First it’s the world. The thick heat of Mississippi, the gentle drawl of our first narrator, Jojo, which adds character to the setting without being caricature. Then it’s the family drama: Jojo loves spending time with his Grandpa, wants to be just like him, but doesn’t have much respect for his mom. Grandma’s sick in the bed upstairs, Dad’s in prison, and baby sister Kayla needs protecting. Then it’s the political ramifications of history, racism, and poverty: a family that’s suffered terrible consequences for being black in the American south; characters who can’t help but fall into bad choices; a present haunted by centuries of horror and oppression. Finally, it’s the writing. The gorgeous sentences and clear metaphors that latch into your brain, the precise plot structure, the fully-developed themes.

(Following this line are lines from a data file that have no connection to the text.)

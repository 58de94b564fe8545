//! Triangle: three vertices, a derived face normal, and render state
//!
//! The face normal is always the normalized cross product of the
//! triangle's own edges. It is recomputed whenever vertices change through
//! the constructor or transform, never hand-set. Winding order of the
//! vertices decides its direction.

use crate::math::{Mat4, Vec3};

use super::types::{Color, Texture};
use super::vertex::Vertex;

/// How a triangle is filled by the rasterization stage
#[derive(Debug, Clone, Copy, PartialEq, Eq, Default)]
pub enum RenderMode {
    #[default]
    Flat,
    Textured,
}

/// A renderable triangle. Holds its texture by reference; pixel storage
/// stays owned by the asset layer.
#[derive(Debug, Clone, Copy)]
pub struct Triangle<'t> {
    pub vertices: [Vertex; 3],
    normal: Vec3,
    pub face_culled: bool,
    pub color: Color,
    texture: Option<&'t Texture>,
    render_mode: RenderMode,
}

impl<'t> Triangle<'t> {
    /// Build from three vertices and compute the face normal immediately
    pub fn new(v1: Vertex, v2: Vertex, v3: Vertex) -> Self {
        let mut result = Self {
            vertices: [v1, v2, v3],
            normal: Vec3::ZERO,
            face_culled: false,
            color: Color::WHITE,
            texture: None,
            render_mode: RenderMode::Flat,
        };
        result.calculate_normal();
        result
    }

    /// Degenerate fallback: zero vertices, forcibly culled, flat mode.
    /// Returned instead of an error when transform inputs are absent.
    pub fn degenerate() -> Triangle<'static> {
        let zero = Vertex::from_vec(Vec3::ZERO);
        Triangle {
            vertices: [zero; 3],
            normal: Vec3::ZERO,
            face_culled: true,
            color: Color::WHITE,
            texture: None,
            render_mode: RenderMode::Flat,
        }
    }

    /// Face normal (derived from the vertices)
    pub fn normal(&self) -> Vec3 {
        self.normal
    }

    pub fn render_mode(&self) -> RenderMode {
        self.render_mode
    }

    pub fn texture(&self) -> Option<&'t Texture> {
        self.texture
    }

    /// Recompute the face normal from the current vertex positions:
    /// normalize(cross(v2 - v1, v3 - v1))
    pub fn calculate_normal(&mut self) {
        let edge1 = self.vertices[1].position - self.vertices[0].position;
        let edge2 = self.vertices[2].position - self.vertices[0].position;
        self.normal = edge1.cross(edge2).normalize();
    }

    /// True when the face points toward the camera. View space only: the
    /// camera looks down -Z, so camera-facing normals have negative Z.
    pub fn is_facing_camera(&self) -> bool {
        self.normal.z.is_negative()
    }

    /// Transform every vertex with point semantics, keep the scalar
    /// properties, and recompute the face normal from the transformed
    /// positions.
    pub fn transform(&self, m: &Mat4) -> Triangle<'t> {
        let mut result = *self;
        for i in 0..3 {
            result.vertices[i] = self.vertices[i].transform(m);
        }
        result.calculate_normal();
        result
    }

    pub fn set_color(&mut self, color: Color) {
        self.color = color;
    }

    /// Attach or detach a texture. Attaching switches to textured mode;
    /// detaching deliberately leaves the mode alone (callers relied on
    /// this asymmetry in the original engine).
    pub fn set_texture(&mut self, texture: Option<&'t Texture>) {
        self.texture = texture;
        if texture.is_some() {
            self.render_mode = RenderMode::Textured;
        }
    }

    /// Change the render mode. Requests for textured mode are silently
    /// ignored while no texture is attached.
    pub fn set_render_mode(&mut self, mode: RenderMode) {
        if mode == RenderMode::Textured && self.texture.is_none() {
            return;
        }
        self.render_mode = mode;
    }
}

/// Transform with the original engine's null-tolerant contract: if either
/// input is absent the result is the degenerate, forcibly-culled triangle
/// (with the source color preserved when the triangle itself is present).
pub fn transform_triangle<'t>(
    triangle: Option<&Triangle<'t>>,
    matrix: Option<&Mat4>,
) -> Triangle<'t> {
    match (triangle, matrix) {
        (Some(t), Some(m)) => t.transform(m),
        (t, _) => {
            let mut empty = Triangle::degenerate();
            if let Some(t) = t {
                empty.color = t.color;
            }
            empty
        }
    }
}

#[cfg(test)]
mod tests {
    use super::*;
    use crate::math::Fixed;

    fn unit_triangle() -> Triangle<'static> {
        Triangle::new(
            Vertex::from_vec(Vec3::from_int(0, 0, 0)),
            Vertex::from_vec(Vec3::from_int(1, 0, 0)),
            Vertex::from_vec(Vec3::from_int(0, 1, 0)),
        )
    }

    #[test]
    fn test_new_defaults() {
        let t = unit_triangle();
        assert!(!t.face_culled);
        assert_eq!(t.render_mode(), RenderMode::Flat);
        assert!(t.texture().is_none());
        assert_eq!(t.color, Color::WHITE);
    }

    #[test]
    fn test_normal_from_winding() {
        let t = unit_triangle();
        assert_eq!(t.normal(), Vec3::from_int(0, 0, 1));
        assert!(!t.is_facing_camera());

        // Swapping the two non-origin vertices flips the winding
        let flipped = Triangle::new(
            Vertex::from_vec(Vec3::from_int(0, 0, 0)),
            Vertex::from_vec(Vec3::from_int(0, 1, 0)),
            Vertex::from_vec(Vec3::from_int(1, 0, 0)),
        );
        assert_eq!(flipped.normal(), Vec3::from_int(0, 0, -1));
        assert!(flipped.is_facing_camera());
    }

    #[test]
    fn test_degenerate_triangle_normal_is_zero() {
        let p = Vertex::from_vec(Vec3::from_int(2, 2, 2));
        let t = Triangle::new(p, p, p);
        assert_eq!(t.normal(), Vec3::ZERO);
    }

    #[test]
    fn test_transform_recomputes_normal() {
        let trig = crate::math::TrigTable::new();
        let t = unit_triangle();
        // Half turn about X flips the face over
        let m = Mat4::rotation_x(&trig, 128);
        let turned = t.transform(&m);
        assert!((turned.normal().z + Fixed::ONE).abs() <= Fixed::from_raw(5));
        assert!(turned.is_facing_camera());
    }

    #[test]
    fn test_transform_preserves_properties() {
        let tex = Texture::new(4, 4);
        let mut t = unit_triangle();
        t.set_color(Color::RED);
        t.set_texture(Some(&tex));

        let m = Mat4::translation(Fixed::from_int(1), Fixed::ZERO, Fixed::ZERO);
        let moved = t.transform(&m);
        assert_eq!(moved.color, Color::RED);
        assert_eq!(moved.render_mode(), RenderMode::Textured);
        assert!(moved.texture().is_some());
        assert_eq!(moved.vertices[1].position, Vec3::from_int(2, 0, 0));
    }

    #[test]
    fn test_transform_triangle_absent_inputs() {
        let t = unit_triangle();
        let m = Mat4::identity();

        let no_triangle = transform_triangle(None, Some(&m));
        assert!(no_triangle.face_culled);
        assert_eq!(no_triangle.render_mode(), RenderMode::Flat);
        assert_eq!(no_triangle.vertices[0].position, Vec3::ZERO);

        let no_matrix = transform_triangle(Some(&t), None);
        assert!(no_matrix.face_culled);
        assert!(no_matrix.texture().is_none());

        let both = transform_triangle(Some(&t), Some(&m));
        assert!(!both.face_culled);
        assert_eq!(both.normal(), t.normal());
    }

    #[test]
    fn test_transform_triangle_absent_matrix_keeps_color() {
        let mut t = unit_triangle();
        t.set_color(Color::BLUE);
        let fallback = transform_triangle(Some(&t), None);
        assert_eq!(fallback.color, Color::BLUE);
    }

    #[test]
    fn test_set_texture_promotes_mode() {
        let tex = Texture::new(4, 4);
        let mut t = unit_triangle();
        assert_eq!(t.render_mode(), RenderMode::Flat);

        t.set_texture(Some(&tex));
        assert_eq!(t.render_mode(), RenderMode::Textured);
    }

    #[test]
    fn test_detach_texture_keeps_mode() {
        let tex = Texture::new(4, 4);
        let mut t = unit_triangle();
        t.set_texture(Some(&tex));
        t.set_texture(None);
        // Detaching does not force the mode back to flat
        assert_eq!(t.render_mode(), RenderMode::Textured);
        assert!(t.texture().is_none());
    }

    #[test]
    fn test_set_render_mode_requires_texture() {
        let tex = Texture::new(4, 4);
        let mut t = unit_triangle();

        t.set_render_mode(RenderMode::Textured);
        assert_eq!(t.render_mode(), RenderMode::Flat);

        t.set_texture(Some(&tex));
        t.set_render_mode(RenderMode::Flat);
        assert_eq!(t.render_mode(), RenderMode::Flat);
        t.set_render_mode(RenderMode::Textured);
        assert_eq!(t.render_mode(), RenderMode::Textured);
    }
}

The book begins with narration from Jojo, and I yearned to get back to him whenever the narration moved to another character. But it was good medicine to read parts of the story from other perspectives, especially Jojo’s mom’s. She seems like a deadbeat through Jojo’s eyes — and she is — but sitting in her head forced empathy. She resolves to do better; it just doesn’t take much for temptation or frustration to knock her off course.
Sing Unburied Sing is a page-turner, but it’s not easy. In fact with the end in sight, just a few dozen pages to go, I had to put the book down. I knew the end would rip me apart, and I couldn’t bear to read it. But it feels important to look, and Ward takes care of her readers even when jabbing them in the heart.
Without hesitation I can say that Sing Unburied Sing is the best book I’ve read this year, and the clincher came when I finished the book and went back to the start. The opening paragraph is a perfect cross-section of the novel’s themes. In university I had to do a lot of ‘close reading,’ where we’d do a deep-dive on 4-8 paragraphs from a novel. ‘The opening paragraphs usually make for a good close reading,’ my professors said, but not all novels are that thoughtful. Sing Unburied Sing definitely is.